01 — At a Glance
The Plumbing of India’s Digital Communication. Boring. Essential. Wildly Profitable.
- 52-Week High / Low₹766 / ₹404
- Q3 FY26 Revenue₹1,121 Cr
- Q3 FY26 PAT₹131 Cr
- Q3 FY26 EPS₹9.91
- Annualised EPS (Q3×4)₹39.64
- Book Value₹171
- Price to Book2.36x
- Dividend Yield2.98%
- Debt / Equity0.03x
- Cash Position₹921 Cr
The Desi SMS Reality Check: Tanla just reported ₹1,121 crore quarterly revenue with ₹131 crore net profit. That’s 11.7% net margin on a commodity messaging business. P/E of 10.9x when the IT sector median is 35.3x. ROCE of 29.2% in a world where most tech companies are burning cash. The stock crashed -40% over 6 months. Market cap is ₹5,373 crore despite ₹921 crore in cash. Either investors are missing something, or they’re all too busy watching AI hype to notice a stable cash machine.
02 — Introduction
The Company Your Messages Trust, Even If Your Portfolio Doesn’t
Let’s be honest: Tanla Platforms is not sexy. It’s not AI. It’s not crypto.
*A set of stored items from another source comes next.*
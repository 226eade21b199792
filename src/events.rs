//! Single-threaded event loop.
//!
//! UI events and store completions share one queue and are handled one at
//! a time on the thread that runs the loop. Store callbacks fire on worker
//! threads; they never touch UI state themselves but post a continuation
//! that the loop runs against the [`StockApp`].

use crate::app::StockApp;
use crate::error::{Result, StoreError};
use crate::types::ItemId;
use crossbeam_channel::{unbounded, Receiver, Sender, TryRecvError};
use std::ops::ControlFlow;
use std::sync::atomic::{AtomicUsize, Ordering};
use std::sync::Arc;

/// Named UI events. Each maps to exactly one app action.
#[derive(Clone, Debug, PartialEq, Eq)]
pub enum UiEvent {
    /// The add form was submitted with raw field text.
    Submit { name: String, quantity: String },

    /// The search input changed.
    Search(String),

    /// A row's remove control was clicked.
    Remove(ItemId),

    /// A row's update control was clicked.
    Update(ItemId),

    /// Redraw the list with the current search term.
    Refresh,

    /// Stop the loop.
    Quit,
}

type Continuation = Box<dyn FnOnce(&mut StockApp) + Send + 'static>;

enum LoopMessage {
    Ui(UiEvent),
    Resume(Continuation),
}

/// Sending side of the loop. Cheap to clone.
#[derive(Clone)]
pub struct LoopHandle {
    sender: Sender<LoopMessage>,
    in_flight: Arc<AtomicUsize>,
}

impl LoopHandle {
    /// Queue a UI event.
    pub fn post(&self, event: UiEvent) {
        if self.sender.send(LoopMessage::Ui(event)).is_err() {
            tracing::warn!("event loop is gone; UI event dropped");
        }
    }

    /// Store operations whose continuation has not run yet.
    pub fn in_flight(&self) -> usize {
        self.in_flight.load(Ordering::SeqCst)
    }

    /// Build a store callback that resumes `f` on the loop.
    ///
    /// If the callback is dropped without being called, `f` still runs,
    /// with [`StoreError::Closed`].
    pub(crate) fn resume_with<T: Send + 'static>(
        &self,
        f: impl FnOnce(&mut StockApp, Result<T>) + Send + 'static,
    ) -> impl FnOnce(Result<T>) + Send + 'static {
        self.in_flight.fetch_add(1, Ordering::SeqCst);

        let resumer = Resumer {
            handle: self.clone(),
            f: Some(Box::new(f)),
        };
        move |result: Result<T>| resumer.complete(result)
    }
}

type ResumeFn<T> = Box<dyn FnOnce(&mut StockApp, Result<T>) + Send + 'static>;

struct Resumer<T: Send + 'static> {
    handle: LoopHandle,
    f: Option<ResumeFn<T>>,
}

impl<T: Send + 'static> Resumer<T> {
    fn complete(mut self, result: Result<T>) {
        if let Some(f) = self.f.take() {
            self.post(f, result);
        }
    }

    fn post(&self, f: ResumeFn<T>, result: Result<T>) {
        let continuation: Continuation = Box::new(move |app: &mut StockApp| f(app, result));
        if self.handle.sender.send(LoopMessage::Resume(continuation)).is_err() {
            self.handle.in_flight.fetch_sub(1, Ordering::SeqCst);
            tracing::debug!("event loop is gone; completion dropped");
        }
    }
}

impl<T: Send + 'static> Drop for Resumer<T> {
    fn drop(&mut self) {
        if let Some(f) = self.f.take() {
            self.post(f, Err(StoreError::Closed));
        }
    }
}

/// The loop itself. Owns the receiving side of the queue.
pub struct EventLoop {
    sender: Sender<LoopMessage>,
    receiver: Receiver<LoopMessage>,
    in_flight: Arc<AtomicUsize>,
}

impl EventLoop {
    pub fn new() -> Self {
        let (sender, receiver) = unbounded();
        Self {
            sender,
            receiver,
            in_flight: Arc::new(AtomicUsize::new(0)),
        }
    }

    pub fn handle(&self) -> LoopHandle {
        LoopHandle {
            sender: self.sender.clone(),
            in_flight: Arc::clone(&self.in_flight),
        }
    }

    /// Handle messages until a `Quit` event arrives.
    pub fn run(&self, app: &mut StockApp) {
        while let Ok(message) = self.receiver.recv() {
            if self.dispatch(app, message).is_break() {
                break;
            }
        }
    }

    /// Handle everything queued, waiting for in-flight store work (and the
    /// work its continuations start) to finish. Breaks if `Quit` was seen.
    pub fn run_until_idle(&self, app: &mut StockApp) -> ControlFlow<()> {
        loop {
            let message = match self.receiver.try_recv() {
                Ok(message) => message,
                Err(TryRecvError::Empty) if self.in_flight.load(Ordering::SeqCst) == 0 => {
                    return ControlFlow::Continue(());
                }
                Err(_) => match self.receiver.recv() {
                    Ok(message) => message,
                    Err(_) => return ControlFlow::Continue(()),
                },
            };

            if self.dispatch(app, message).is_break() {
                return ControlFlow::Break(());
            }
        }
    }

    fn dispatch(&self, app: &mut StockApp, message: LoopMessage) -> ControlFlow<()> {
        match message {
            LoopMessage::Ui(event) => {
                tracing::trace!(?event, "ui event");
                app.handle(event)
            }
            LoopMessage::Resume(continuation) => {
                self.in_flight.fetch_sub(1, Ordering::SeqCst);
                continuation(app);
                ControlFlow::Continue(())
            }
        }
    }
}

impl Default for EventLoop {
    fn default() -> Self {
        Self::new()
    }
}
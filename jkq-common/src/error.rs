//! Common error types for JKQ

use thiserror::Error;

/// Common result type for JKQ operations
pub type Result<T> = std::result::Result<T, Error>;

/// Common error types across the JKQ tools
#[derive(Error, Debug)]
pub enum Error {
    /// I/O operation error (wraps std::io::Error)
    #[error("IO error: {0}")]
    Io(#[from] std::io::Error),

    /// JSON serialization or deserialization error
    #[error("JSON error: {0}")]
    Json(#[from] serde_json::Error),

    /// Configuration loading or validation error
    #[error("Configuration error: {0}")]
    Config(String),

    /// Requested resource not found
    #[error("Not found: {0}")]
    NotFound(String),

    /// Invalid user input or request parameter
    #[error("Invalid input: {0}")]
    InvalidInput(String),

    /// Internal error
    #[error("Internal error: {0}")]
    Internal(String),
}
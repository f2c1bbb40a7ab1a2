//! Report body parsing
//!
//! Turns a raw message body into a structured `Report`. One field per line,
//! `label: value`; lines without a separator and unknown labels are
//! ignored, the last occurrence of a label wins. Parsing never fails; a
//! malformed body just yields a weaker report.

use std::collections::HashMap;

use jkq_common::Report;
use tracing::warn;

/// Placeholder token reporters use for "no alternative".
const EMPTY_ALTERNATIVE: &str = "-";

/// Extract a `Report` from a plain-text body.
pub fn parse_report(body: &str) -> Report {
    let mut fields: HashMap<String, String> = HashMap::new();
    for line in body.lines() {
        let Some((key, value)) = line.split_once(':') else {
            continue;
        };
        fields.insert(key.trim().to_lowercase(), value.trim().to_string());
    }

    let field = |label: &str| fields.get(label).cloned().unwrap_or_default();

    let alternatives = fields
        .get("alternativen")
        .map(|raw| split_alternatives(raw))
        .unwrap_or_default();

    Report {
        subject: field("fach"),
        mode: field("modus"),
        question: field("frage"),
        answer: field("antwort"),
        alternatives,
        reason: field("grund"),
        time: field("zeit"),
    }
}

fn split_alternatives(raw: &str) -> Vec<String> {
    raw.split(',')
        .map(str::trim)
        .filter(|token| !token.is_empty() && *token != EMPTY_ALTERNATIVE)
        .map(str::to_string)
        .collect()
}

/// Decode a raw message body using its declared charset.
///
/// UTF-8 (lossy) unless the charset names the Latin-1 family, which decodes
/// each byte as the matching code point. Unknown charsets fall back to
/// lossy UTF-8.
pub fn decode_body(raw: &[u8], declared_charset: Option<&str>) -> String {
    let charset = declared_charset.map(|c| c.trim().to_lowercase());
    match charset.as_deref() {
        // windows-1252 differs from latin-1 only in the 0x80..0x9F range;
        // close enough for report bodies.
        Some("iso-8859-1" | "iso8859-1" | "latin1" | "latin-1" | "windows-1252") => {
            raw.iter().map(|&b| b as char).collect()
        }
        Some("utf-8" | "utf8" | "us-ascii" | "ascii") | None => {
            String::from_utf8_lossy(raw).into_owned()
        }
        Some(other) => {
            warn!(charset = other, "Unknown charset, decoding as UTF-8");
            String::from_utf8_lossy(raw).into_owned()
        }
    }
}
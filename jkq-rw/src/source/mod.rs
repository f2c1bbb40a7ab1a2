//! Incoming report sources
//!
//! The worker consumes an ordered sequence of raw messages from a
//! `ReportSource`; the transport behind it (a mailbox, a directory drop) is
//! deliberately outside the pipeline.

pub mod maildir;

pub use maildir::MaildirSource;

use jkq_common::Result;

/// One raw message delivered by a source.
#[derive(Debug, Clone)]
pub struct IncomingMessage {
    /// Stable identifier used for idempotency tracking.
    pub id: String,
    pub subject: String,
    pub raw_body: Vec<u8>,
    /// Declared body charset, when the transport knows one.
    pub charset: Option<String>,
}

/// Transport seam delivering raw report messages.
pub trait ReportSource {
    /// Fetch the current batch of candidate messages, oldest first.
    fn fetch(&self) -> Result<Vec<IncomingMessage>>;

    /// Acknowledge a message so later fetches no longer return it.
    /// Acknowledging an unknown or already-acknowledged identifier is not
    /// an error.
    fn mark_seen(&self, id: &str) -> Result<()>;
}
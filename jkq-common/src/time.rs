//! Timestamp utilities

use chrono::{DateTime, SecondsFormat, Utc};

/// Get current UTC timestamp
pub fn now() -> DateTime<Utc> {
    Utc::now()
}

/// ISO 8601 UTC timestamp with a trailing `Z`, as written to audit entries.
pub fn iso_timestamp(at: DateTime<Utc>) -> String {
    at.to_rfc3339_opts(SecondsFormat::Micros, true)
}
//! Configuration loading and root folder resolution

use std::path::{Path, PathBuf};

use serde::{Deserialize, Serialize};

use crate::{Error, Result};

/// Environment variable naming the root folder.
pub const ROOT_FOLDER_ENV: &str = "JKQ_ROOT_FOLDER";

/// Report worker configuration from TOML.
///
/// All paths may be relative; relative paths resolve against the root
/// folder.
#[derive(Debug, Clone, Serialize, Deserialize)]
#[serde(default)]
pub struct WorkerConfig {
    /// Root folder (lowest-priority source; CLI argument and environment
    /// variable override it).
    pub root_folder: Option<PathBuf>,
    /// Directory the report messages are dropped into.
    pub inbox_dir: PathBuf,
    pub dataset_file: PathBuf,
    pub state_file: PathBuf,
    pub audit_log: PathBuf,
    /// Only messages whose subject starts with this prefix are processed.
    /// Empty accepts everything.
    pub subject_prefix: String,
    /// Watch-mode rescan interval.
    pub scan_interval_secs: u64,
    /// Commit and push dataset changes after a run that updated records.
    pub auto_commit: bool,
}

impl Default for WorkerConfig {
    fn default() -> Self {
        Self {
            root_folder: None,
            inbox_dir: PathBuf::from("inbox"),
            dataset_file: PathBuf::from("data/questions.final.tagged.json"),
            state_file: PathBuf::from("state/report_worker_state.json"),
            audit_log: PathBuf::from("data/report-fixes.log.jsonl"),
            subject_prefix: "Jagdkurs Meldung:".to_string(),
            scan_interval_secs: 900,
            auto_commit: false,
        }
    }
}

impl WorkerConfig {
    /// Load from an explicit TOML file.
    pub fn load(path: &Path) -> Result<Self> {
        let content = std::fs::read_to_string(path)
            .map_err(|e| Error::Config(format!("read {} failed: {e}", path.display())))?;
        toml::from_str(&content)
            .map_err(|e| Error::Config(format!("parse {} failed: {e}", path.display())))
    }

    /// Load from the platform config path, or defaults when none exists.
    pub fn load_default() -> Result<Self> {
        match default_config_path() {
            Some(path) => Self::load(&path),
            None => Ok(Self::default()),
        }
    }

    /// Resolve the configured paths against a root folder.
    pub fn paths(&self, root: &Path) -> WorkerPaths {
        WorkerPaths {
            inbox_dir: resolve_against(root, &self.inbox_dir),
            dataset_file: resolve_against(root, &self.dataset_file),
            state_file: resolve_against(root, &self.state_file),
            audit_log: resolve_against(root, &self.audit_log),
        }
    }
}

/// Fully resolved filesystem locations for one worker run.
#[derive(Debug, Clone)]
pub struct WorkerPaths {
    pub inbox_dir: PathBuf,
    pub dataset_file: PathBuf,
    pub state_file: PathBuf,
    pub audit_log: PathBuf,
}

fn resolve_against(root: &Path, path: &Path) -> PathBuf {
    if path.is_absolute() {
        path.to_path_buf()
    } else {
        root.join(path)
    }
}

/// Root folder resolution priority:
/// 1. Command-line argument (highest priority)
/// 2. `JKQ_ROOT_FOLDER` environment variable
/// 3. `root_folder` in the TOML config
/// 4. OS-dependent data directory default
pub fn resolve_root_folder(cli_arg: Option<&Path>, config: &WorkerConfig) -> PathBuf {
    // Priority 1: Command-line argument
    if let Some(path) = cli_arg {
        return path.to_path_buf();
    }

    // Priority 2: Environment variable
    if let Ok(path) = std::env::var(ROOT_FOLDER_ENV) {
        if !path.is_empty() {
            return PathBuf::from(path);
        }
    }

    // Priority 3: TOML config
    if let Some(path) = &config.root_folder {
        return path.clone();
    }

    // Priority 4: OS-dependent default
    default_root_folder()
}

/// Platform config file: `~/.config/jkq/jkq-rw.toml` (per-user), falling
/// back to `/etc/jkq/jkq-rw.toml` on Linux. `None` when neither exists.
pub fn default_config_path() -> Option<PathBuf> {
    if let Some(dir) = dirs::config_dir() {
        let user_config = dir.join("jkq").join("jkq-rw.toml");
        if user_config.exists() {
            return Some(user_config);
        }
    }
    if cfg!(target_os = "linux") {
        let system_config = PathBuf::from("/etc/jkq/jkq-rw.toml");
        if system_config.exists() {
            return Some(system_config);
        }
    }
    None
}

/// OS-dependent default root folder (`~/.local/share/jkq` and platform
/// equivalents).
fn default_root_folder() -> PathBuf {
    dirs::data_local_dir()
        .map(|d| d.join("jkq"))
        .unwrap_or_else(|| PathBuf::from("./jkq_data"))
}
It’s not even blockchain anymore (though it tried that with Wisely, a collaboration with Microsoft in 2021). What it actually is: the unglamorous, essential infrastructure behind 63% of India’s A2P (Application to Person) SMS traffic. That’s approximately 800 billion interactions annually. Every OTP you receive. Every government notification. Every bank alert. Every spammy offer from your local car dealer at 2 AM.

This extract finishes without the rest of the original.